The Warning to Britain's Motorists

  • The leading cause of crashes on UK roads is drivers 'failing to look properly'1
  • The Ford Transit van has a blind spot of 6.4 metres - capable of hiding two motorcycles
  • 14,600 accidents involving vans on UK's roads each year1
Illustration of A-Pillar danger

A warning goes out today to Britain's 'white van man' as a shocking new report reveals that many popular van designs have dangerous blind spots, caused by the A-Pillars on either side of the windscreen, which are wide enough to hide a cyclist, motorbike or group of people from view.

Leading consumer service brand Autoglass® commissioned MIRA (formerly the Motor Industry Research Association) to test driver vision in different makes and models of modern vans and cars. The tests included a calculation of the A-Pillar blind spot, or 'A-Spot' - the width of objects obscured from a driver's vision at 23 metres; the stopping distance required when travelling at 30mph.

With over 1,800 cyclists and motorcyclists involved in accidents with vans each year2 and at a time when many parents are hiring vans to take their children off to university or college, Autoglass® is keen to warn of the potentially fatal blind spot problem.

 

The Ford Transit revealed appalling results with an A-Spot measuring 6.4 metres - three times larger than the best performing saloon car, the Mercedes C Class - and capable of hiding two full sized motorcycles or a group of cyclists from the driver's view. The Mercedes Benz Sprinter and Vito also displayed shocking marks with A-Spots of 6.3 metres and 6.2 metres, capable of hiding a group of 15 children. Even the small models didn't escape the horrendous blind spot with the VW Caddy having an A-Spot of 4.2 metres.

Autoglass® undertook the new research as part of its ongoing commitment to road safety. In 2006 the windscreen specialist first commissioned A-Pillar testing in a number of vehicles, revealing worrying blind spot results. Encouragingly, recent test results show that manufacturers have addressed the thickening A-Pillar in newer models - the windscreen posts on the VW Golf, Ford Mondeo, Ford Focus, Toyota Prius and Vauxhall Vectra are all actually thinner now than on their 2006 predecessor.  The windscreen specialist is now calling for the Government to review manufacturing guidelines on vans.

The leading cause of fatal, serious and slight crashes on UK roads is drivers 'failing to look properly3' with 49,533 (35%) accidents in 2007. Autoglass® has teamed up with leading road safety organisation RoadSafe and national cycling organisation CTC to warn drivers that there could be a high price to pay for failing to check their A-Pillar blind spot.

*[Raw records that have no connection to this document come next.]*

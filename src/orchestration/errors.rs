//! Execution error taxonomy for the task executor.
//!
//! Every step of a delivery returns `Result<_, ExecutionError>`; the first
//! error short-circuits the delivery and is folded into the task's state at
//! the executor boundary. Nothing here ever propagates out of a worker.

use std::fmt;

use serde::{Deserialize, Serialize};
use thiserror::Error;

use crate::constants::SYSTEM_ERROR_MESSAGE;
use crate::engine::{EngineError, PreparationError};
use crate::logging::log_error;
use crate::storage::{ArtifactError, StoreError};

#[derive(Debug, Clone, Copy, PartialEq, Eq, Hash, Serialize, Deserialize)]
#[serde(rename_all = "snake_case")]
pub enum ErrorKind {
    /// Missing records or ligand without any representation
    Input,
    /// Ligand structure could not be generated or converted
    Preparation,
    /// Receptor or prepared ligand artifact missing
    Resource,
    /// External engine crashed, exited non-zero or produced garbage
    Engine,
    /// Soft time limit exceeded
    Timeout,
    /// Delivery revoked by a cancel request
    Cancelled,
    /// Anything unexpected: store failures, panics, I/O
    System,
}

impl ErrorKind {
    pub fn as_str(&self) -> &'static str {
        match self {
            Self::Input => "input",
            Self::Preparation => "preparation",
            Self::Resource => "resource",
            Self::Engine => "engine",
            Self::Timeout => "timeout",
            Self::Cancelled => "cancelled",
            Self::System => "system",
        }
    }

    /// Whether the dispatch layer may redeliver after this kind of failure
    pub fn is_retryable(&self) -> bool {
        matches!(
            self,
            Self::Resource | Self::Engine | Self::Timeout | Self::System
        )
    }
}

impl fmt::Display for ErrorKind {
    fn fmt(&self, f: &mut fmt::Formatter<'_>) -> fmt::Result {
        f.write_str(self.as_str())
    }
}

#[derive(Debug, Clone, PartialEq, Eq, Error)]
#[error("{message}")]
pub struct ExecutionError {
    pub kind: ErrorKind,
    pub message: String,
}

impl ExecutionError {
    pub fn new(kind: ErrorKind, message: impl Into<String>) -> Self {
        Self {
            kind,
            message: message.into(),
        }
    }

    pub fn input(message: impl Into<String>) -> Self {
        Self::new(ErrorKind::Input, message)
    }

    pub fn preparation(message: impl Into<String>) -> Self {
        Self::new(ErrorKind::Preparation, message)
    }

    pub fn resource(message: impl Into<String>) -> Self {
        Self::new(ErrorKind::Resource, message)
    }

    /// Unexpected failure. `detail` is logged; the task only ever sees
    /// [`SYSTEM_ERROR_MESSAGE`].
    pub fn system(detail: impl fmt::Display) -> Self {
        log_error("task_executor", "system_error", &detail.to_string(), None);
        Self::new(ErrorKind::System, SYSTEM_ERROR_MESSAGE)
    }

    pub fn is_retryable(&self) -> bool {
        self.kind.is_retryable()
    }

    /// Message cut to at most `max_chars` characters
    pub fn truncated(&self, max_chars: usize) -> String {
        truncate_chars(&self.message, max_chars)
    }
}

pub fn truncate_chars(text: &str, max_chars: usize) -> String {
    match text.char_indices().nth(max_chars) {
        Some((cut, _)) => text[..cut].to_string(),
        None => text.to_string(),
    }
}

impl From<StoreError> for ExecutionError {
    fn from(error: StoreError) -> Self {
        Self::system(error)
    }
}

impl From<ArtifactError> for ExecutionError {
    fn from(error: ArtifactError) -> Self {
        match error {
            ArtifactError::Io { .. } => Self::system(error),
            other => Self::resource(other.to_string()),
        }
    }
}

impl From<PreparationError> for ExecutionError {
    fn from(error: PreparationError) -> Self {
        match error {
            PreparationError::Cancelled => Self::new(ErrorKind::Cancelled, error.to_string()),
            other => Self::preparation(other.to_string()),
        }
    }
}

impl From<EngineError> for ExecutionError {
    fn from(error: EngineError) -> Self {
        let kind = match &error {
            EngineError::MissingInput(_) => ErrorKind::Resource,
            EngineError::Cancelled => ErrorKind::Cancelled,
            EngineError::Timeout(_) => ErrorKind::Timeout,
            EngineError::Spawn { .. }
            | EngineError::Process { .. }
            | EngineError::Output(_)
            | EngineError::Io(_) => ErrorKind::Engine,
        };
        Self::new(kind, error.to_string())
    }
}

pub type StepResult<T> = Result<T, ExecutionError>;

#[cfg(test)]
mod tests {
    use super::*;

    #[test]
    fn test_retryable_kinds() {
        assert!(!ErrorKind::Input.is_retryable());
        assert!(!ErrorKind::Preparation.is_retryable());
        assert!(!ErrorKind::Cancelled.is_retryable());
        assert!(ErrorKind::Resource.is_retryable());
        assert!(ErrorKind::Engine.is_retryable());
        assert!(ErrorKind::Timeout.is_retryable());
        assert!(ErrorKind::System.is_retryable());
    }

    #[test]
    fn test_truncation_respects_char_boundaries() {
        assert_eq!(truncate_chars("ångström", 3), "ång");
        assert_eq!(truncate_chars("short", 100), "short");
    }

    #[test]
    fn test_engine_errors_map_to_kinds() {
        let err: ExecutionError = EngineError::MissingInput("ligand".into()).into();
        assert_eq!(err.kind, ErrorKind::Resource);
        let err: ExecutionError = EngineError::Process {
            status: "exit status: 1".into(),
            stderr: "segfault".into(),
        }
        .into();
        assert_eq!(err.kind, ErrorKind::Engine);
        assert!(err.message.contains("segfault"));
    }

    #[test]
    fn test_system_errors_hide_their_detail() {
        let err: ExecutionError =
            StoreError::Database("password authentication failed for user \"docking\"".into()).into();
        assert_eq!(err.kind, ErrorKind::System);
        assert_eq!(err.message, SYSTEM_ERROR_MESSAGE);

        let err: ExecutionError = ArtifactError::Io {
            path: "/srv/objects/logs/t.txt".into(),
            source: std::io::Error::new(std::io::ErrorKind::Other, "disk full"),
        }
        .into();
        assert_eq!(err.message, SYSTEM_ERROR_MESSAGE);

        let err: ExecutionError = ArtifactError::PathEscape {
            path: "../x".into(),
        }
        .into();
        assert_eq!(err.kind, ErrorKind::Resource);
    }
}
pub mod batch;
pub mod conformer;
pub mod ligand;
pub mod protein;
pub mod result;
pub mod run;
pub mod task;

// Re-export core models for easy access
pub use batch::Batch;
pub use conformer::Conformer;
pub use ligand::{Ligand, NewLigand};
pub use protein::{BindingBox, PocketMethod, Protein, ReceptorMeta};
pub use result::DockingResult;
pub use run::{Run, RunOptionOverrides, RunOptions};
pub use task::Task;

Nigel Doggett, managing director at Autoglass® said,

"We are encouraged to see that the research we carried out in 2006 has had an impact on manufacturers and that four out of the five cars tested now have thinner A-Pillars.

"As a large van fleet operator we tested vans this time to highlight that their A-Pillars can have a detrimental effect on the driver's vision, by creating blind spots that pose a real threat to other road users. Apart from the thousands of everyday van drivers in the UK, for many motorists, getting into a van may be something they do only once or twice a year, when moving house, or going off to University, so it is vital that every driver takes extra care to ensure they've seen all of the hazards around them before setting off.

"We will be communicating the A-Spot road safety message to our own internal fleet of van drivers through a road safety programme and all drivers will be issued with advice. We would also like to see the Driving Standards Agency provide guidance for driving instructors on educating new drivers about the A-Spot, the message is clear - drivers must check their A-Spot in every vehicle, or risk paying a high price."

Results from the Department for Transport show that in 2008 16,297 cyclists were injured on the roads4, so the A-Pillar blind spot is of great concern to the CTC. Policy coordinator Chris Peck, comments:

"Drivers must take extra care to look in their blind spots because a cyclist can easily be hidden from view. It is the duty of the driver to make sure they have seen everything and everyone around them - especially cyclists and pedestrians. The new research highlights the increasing danger of the A-Pillar blind spot, therefore it is vital that motorists know that they must check all their blind spots when maneuvering"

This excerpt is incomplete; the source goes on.